When you answer, restate the entries below without altering anything.

LISTED RECORDS
%%

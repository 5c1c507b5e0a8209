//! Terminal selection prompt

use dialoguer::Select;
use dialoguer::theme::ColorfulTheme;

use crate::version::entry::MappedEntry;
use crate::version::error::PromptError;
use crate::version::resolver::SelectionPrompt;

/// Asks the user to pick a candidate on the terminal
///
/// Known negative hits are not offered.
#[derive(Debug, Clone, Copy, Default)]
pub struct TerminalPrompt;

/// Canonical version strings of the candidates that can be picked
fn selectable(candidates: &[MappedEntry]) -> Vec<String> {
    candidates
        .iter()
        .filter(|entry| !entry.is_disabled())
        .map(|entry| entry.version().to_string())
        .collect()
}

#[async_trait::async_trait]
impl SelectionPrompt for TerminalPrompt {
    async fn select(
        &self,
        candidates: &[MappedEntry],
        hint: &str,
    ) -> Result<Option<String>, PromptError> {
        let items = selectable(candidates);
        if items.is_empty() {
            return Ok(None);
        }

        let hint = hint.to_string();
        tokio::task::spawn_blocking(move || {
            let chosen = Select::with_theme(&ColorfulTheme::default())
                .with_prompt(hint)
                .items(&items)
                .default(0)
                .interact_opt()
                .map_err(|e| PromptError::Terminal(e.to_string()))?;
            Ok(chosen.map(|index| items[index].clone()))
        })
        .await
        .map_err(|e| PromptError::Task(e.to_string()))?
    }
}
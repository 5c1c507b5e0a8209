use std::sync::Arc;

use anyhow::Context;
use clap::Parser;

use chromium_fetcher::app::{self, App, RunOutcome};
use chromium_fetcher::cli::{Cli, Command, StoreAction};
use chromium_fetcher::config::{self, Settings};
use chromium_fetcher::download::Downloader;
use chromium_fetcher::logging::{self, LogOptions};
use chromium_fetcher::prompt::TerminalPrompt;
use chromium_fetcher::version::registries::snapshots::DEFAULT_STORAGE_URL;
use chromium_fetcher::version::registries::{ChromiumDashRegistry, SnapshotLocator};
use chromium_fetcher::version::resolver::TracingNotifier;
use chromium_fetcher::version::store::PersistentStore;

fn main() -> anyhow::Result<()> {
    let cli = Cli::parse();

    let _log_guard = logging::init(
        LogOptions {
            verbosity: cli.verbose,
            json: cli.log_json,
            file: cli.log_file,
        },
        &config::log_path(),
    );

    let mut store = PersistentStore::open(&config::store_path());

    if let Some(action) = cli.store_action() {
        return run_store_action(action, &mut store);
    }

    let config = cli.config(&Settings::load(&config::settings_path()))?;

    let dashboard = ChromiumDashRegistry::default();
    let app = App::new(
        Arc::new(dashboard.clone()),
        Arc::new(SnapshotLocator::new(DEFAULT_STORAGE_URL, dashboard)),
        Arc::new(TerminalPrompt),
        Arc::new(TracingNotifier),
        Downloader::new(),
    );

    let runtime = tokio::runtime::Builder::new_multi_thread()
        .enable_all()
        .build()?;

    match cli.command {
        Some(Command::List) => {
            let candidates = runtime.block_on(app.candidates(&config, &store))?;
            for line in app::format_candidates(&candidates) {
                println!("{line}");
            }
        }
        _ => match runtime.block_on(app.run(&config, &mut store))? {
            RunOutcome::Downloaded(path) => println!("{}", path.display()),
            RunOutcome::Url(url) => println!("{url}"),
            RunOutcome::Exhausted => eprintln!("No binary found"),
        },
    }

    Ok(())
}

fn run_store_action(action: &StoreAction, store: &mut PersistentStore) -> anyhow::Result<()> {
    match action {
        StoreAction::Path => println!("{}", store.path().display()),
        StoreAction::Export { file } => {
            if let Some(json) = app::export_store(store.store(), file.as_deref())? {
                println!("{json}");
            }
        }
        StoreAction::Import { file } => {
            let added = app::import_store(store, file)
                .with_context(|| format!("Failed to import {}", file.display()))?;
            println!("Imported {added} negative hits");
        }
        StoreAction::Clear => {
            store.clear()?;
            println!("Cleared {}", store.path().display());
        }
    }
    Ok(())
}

%%

ANSWER TO THIS EXERCISE
repository 5c1c507b5e0a8209
//! Terminal selection prompt

use dialoguer::Select;
use dialoguer::theme::ColorfulTheme;

use crate::version::entry::MappedEntry;
use crate::version::error::PromptError;
use crate::version::resolver::SelectionPrompt;

/// Asks the user to pick a candidate on the terminal
///
/// Known negative hits are not offered.
#[derive(Debug, Clone, Copy, Default)]
pub struct TerminalPrompt;

/// Canonical version strings of the candidates that can be picked
fn selectable(candidates: &[MappedEntry]) -> Vec<String> {
    candidates
        .iter()
        .filter(|entry| !entry.is_disabled())
        .map(|entry| entry.version().to_string())
        .collect()
}

#[async_trait::async_trait]
impl SelectionPrompt for TerminalPrompt {
    async fn select(
        &self,
        candidates: &[MappedEntry],
        hint: &str,
    ) -> Result<Option<String>, PromptError> {
        let items = selectable(candidates);
        if items.is_empty() {
            return Ok(None);
        }

        let hint = hint.to_string();
        tokio::task::spawn_blocking(move || {
            let chosen = Select::with_theme(&ColorfulTheme::default())
                .with_prompt(hint)
                .items(&items)
                .default(0)
                .interact_opt()
                .map_err(|e| PromptError::Terminal(e.to_string()))?;
            Ok(chosen.map(|index| items[index].clone()))
        })
        .await
        .map_err(|e| PromptError::Task(e.to_string()))?
    }
}
repository 5c1c507b5e0a8209
use std::sync::Arc;

use anyhow::Context;
use clap::Parser;

use chromium_fetcher::app::{self, App, RunOutcome};
use chromium_fetcher::cli::{Cli, Command, StoreAction};
use chromium_fetcher::config::{self, Settings};
use chromium_fetcher::download::Downloader;
use chromium_fetcher::logging::{self, LogOptions};
use chromium_fetcher::prompt::TerminalPrompt;
use chromium_fetcher::version::registries::snapshots::DEFAULT_STORAGE_URL;
use chromium_fetcher::version::registries::{ChromiumDashRegistry, SnapshotLocator};
use chromium_fetcher::version::resolver::TracingNotifier;
use chromium_fetcher::version::store::PersistentStore;

fn main() -> anyhow::Result<()> {
    let cli = Cli::parse();

    let _log_guard = logging::init(
        LogOptions {
            verbosity: cli.verbose,
            json: cli.log_json,
            file: cli.log_file,
        },
        &config::log_path(),
    );

    let mut store = PersistentStore::open(&config::store_path());

    if let Some(action) = cli.store_action() {
        return run_store_action(action, &mut store);
    }

    let config = cli.config(&Settings::load(&config::settings_path()))?;

    let dashboard = ChromiumDashRegistry::default();
    let app = App::new(
        Arc::new(dashboard.clone()),
        Arc::new(SnapshotLocator::new(DEFAULT_STORAGE_URL, dashboard)),
        Arc::new(TerminalPrompt),
        Arc::new(TracingNotifier),
        Downloader::new(),
    );

    let runtime = tokio::runtime::Builder::new_multi_thread()
        .enable_all()
        .build()?;

    match cli.command {
        Some(Command::List) => {
            let candidates = runtime.block_on(app.candidates(&config, &store))?;
            for line in app::format_candidates(&candidates) {
                println!("{line}");
            }
        }
        _ => match runtime.block_on(app.run(&config, &mut store))? {
            RunOutcome::Downloaded(path) => println!("{}", path.display()),
            RunOutcome::Url(url) => println!("{url}"),
            RunOutcome::Exhausted => eprintln!("No binary found"),
        },
    }

    Ok(())
}

fn run_store_action(action: &StoreAction, store: &mut PersistentStore) -> anyhow::Result<()> {
    match action {
        StoreAction::Path => println!("{}", store.path().display()),
        StoreAction::Export { file } => {
            if let Some(json) = app::export_store(store.store(), file.as_deref())? {
                println!("{json}");
            }
        }
        StoreAction::Import { file } => {
            let added = app::import_store(store, file)
                .with_context(|| format!("Failed to import {}", file.display()))?;
            println!("Imported {added} negative hits");
        }
        StoreAction::Clear => {
            store.clear()?;
            println!("Cleared {}", store.path().display());
        }
    }
    Ok(())
}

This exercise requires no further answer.